THIS rather fearsome fellow is a Beltex ram.

The breed originated in Belgium from the Dutch Texel breed which I wrote about here, the name being a typically imaginative combination of ‘Belgian’ and ‘Texel’. The Belgians selected and bred individuals with double muscles at the hindquarters, hence the distinctive large rump which with the sloping pelvis gives a wedge-shaped appearance.

The first Beltex sheep arrived in Britain in 1989. The Beltex Sheep Society says: ‘The initial reaction from UK farmers was amusement, then amazement that so much meat could be packed into such a small-framed sheep, especially when Beltex lambs started to monopolise the silverware in prime lamb and carcase competitions.
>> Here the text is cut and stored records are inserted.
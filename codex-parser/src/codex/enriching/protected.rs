//! Annotation tokens already present in text
//!
//!     Every stage emits tokens of the form `@Name[...]`, optionally followed by a `{label}`.
//!     Brackets nest (`@Damage[2d6[fire]]`), so the token end is found by bracket balance.
//!     Stages only rewrite the text between tokens, which keeps a second pass over their own
//!     output a no-op.
//!
//!     Rendered html is protected the same way: tags are copied through, and so is the whole
//!     content of links and code, so urls and link text never pick up tokens.

use std::ops::Range;

/// Elements whose content is copied through as is.
const OPAQUE_ELEMENTS: &[&str] = &["a", "code", "pre"];

/// Byte ranges of all well-formed annotation tokens, in order.
pub fn annotation_spans(text: &str) -> Vec<Range<usize>> {
    let bytes = text.as_bytes();
    let mut spans = Vec::new();
    let mut i = 0;
    while i < bytes.len() {
        if bytes[i] == b'@' {
            if let Some(end) = annotation_end(bytes, i) {
                spans.push(i..end);
                i = end;
                continue;
            }
        }
        i += 1;
    }
    spans
}

/// End offset (exclusive) of the token starting at `start`, if one starts there.
fn annotation_end(bytes: &[u8], start: usize) -> Option<usize> {
    let mut i = start + 1;
    while i < bytes.len() && bytes[i].is_ascii_alphabetic() {
        i += 1;
    }
    if i == start + 1 || bytes.get(i) != Some(&b'[') {
        return None;
    }

    let mut depth = 0usize;
    let mut end = None;
    for (offset, byte) in bytes[i..].iter().enumerate() {
        match byte {
            b'[' => depth += 1,
            b']' => {
                depth -= 1;
                if depth == 0 {
                    end = Some(i + offset + 1);
                    break;
                }
            }
            _ => {}
        }
    }
    let end = end?;

    if bytes.get(end) == Some(&b'{') {
        if let Some(close) = bytes[end..].iter().position(|b| *b == b'}') {
            return Some(end + close + 1);
        }
    }
    Some(end)
}

/// Apply `rewrite` to every stretch of text outside annotation tokens. Tokens are copied
/// through untouched.
pub fn replace_outside_annotations<F>(text: &str, mut rewrite: F) -> String
where
    F: FnMut(&str) -> String,
{
    let mut out = String::with_capacity(text.len());
    let mut cursor = 0;
    for span in annotation_spans(text) {
        out.push_str(&rewrite(&text[cursor..span.start]));
        out.push_str(&text[span.clone()]);
        cursor = span.end;
    }
    out.push_str(&rewrite(&text[cursor..]));
    out
}

/// Apply `rewrite` to the text runs of an html fragment. Tags and the content of
/// `OPAQUE_ELEMENTS` are copied through untouched.
pub fn replace_outside_tags<F>(html: &str, mut rewrite: F) -> String
where
    F: FnMut(&str) -> String,
{
    let mut out = String::with_capacity(html.len());
    let mut rest = html;
    while let Some((open, end)) = next_tag(rest) {
        out.push_str(&rewrite(&rest[..open]));
        let tag = &rest[open..end];
        out.push_str(tag);
        rest = &rest[end..];

        if let Some(name) = opaque_element(tag) {
            let closing = format!("</{}>", name);
            let skip = rest.find(&closing).map_or(rest.len(), |at| at + closing.len());
            out.push_str(&rest[..skip]);
            rest = &rest[skip..];
        }
    }
    out.push_str(&rewrite(rest));
    out
}

/// Offsets of the next `<...>` tag: start and exclusive end.
fn next_tag(text: &str) -> Option<(usize, usize)> {
    let open = text.find('<')?;
    let close = text[open..].find('>')?;
    Some((open, open + close + 1))
}

/// The element name if `tag` opens one of `OPAQUE_ELEMENTS`.
fn opaque_element(tag: &str) -> Option<&'static str> {
    let inner = &tag[1..];
    let name_end = inner
        .find(|c: char| c.is_whitespace() || c == '>' || c == '/')
        .unwrap_or(inner.len());
    let name = &inner[..name_end];
    OPAQUE_ELEMENTS
        .iter()
        .copied()
        .find(|element| name.eq_ignore_ascii_case(element))
}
In 1994, just five years after the breed’s arrival in the UK, Beltex lifted the “triple crown” of supreme carcase championships with Robert Smith’s triumph at Smithfield, Matthew Hamilton at the Scottish Winter Fair and D & A Bishop at the Welsh Winter Fair, not to mention the Bishop’s Supreme live championship at the same event. Engravers have been kept busy ever since, adding the names of Beltex exhibitors to the silverware from all the major prime lamb and carcase competitions.’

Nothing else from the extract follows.